Problem statement -> Keep every line of the data below that has the string "include" and present those lines.

Collected data entries ->
====
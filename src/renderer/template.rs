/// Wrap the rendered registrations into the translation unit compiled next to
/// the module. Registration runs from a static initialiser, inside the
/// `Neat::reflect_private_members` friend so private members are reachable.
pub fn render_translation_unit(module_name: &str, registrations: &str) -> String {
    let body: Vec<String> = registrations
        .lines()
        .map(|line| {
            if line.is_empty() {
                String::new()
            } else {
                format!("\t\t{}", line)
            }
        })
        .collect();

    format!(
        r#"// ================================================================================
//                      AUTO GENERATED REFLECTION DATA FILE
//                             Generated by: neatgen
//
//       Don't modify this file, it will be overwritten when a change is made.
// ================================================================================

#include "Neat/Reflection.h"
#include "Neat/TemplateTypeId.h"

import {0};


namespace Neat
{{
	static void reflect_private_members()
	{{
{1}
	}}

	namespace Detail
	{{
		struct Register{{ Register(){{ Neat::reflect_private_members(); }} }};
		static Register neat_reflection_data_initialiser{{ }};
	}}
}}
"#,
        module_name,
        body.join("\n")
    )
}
====
Response ->
#include "Neat/Reflection.h"
#include "Neat/TemplateTypeId.h"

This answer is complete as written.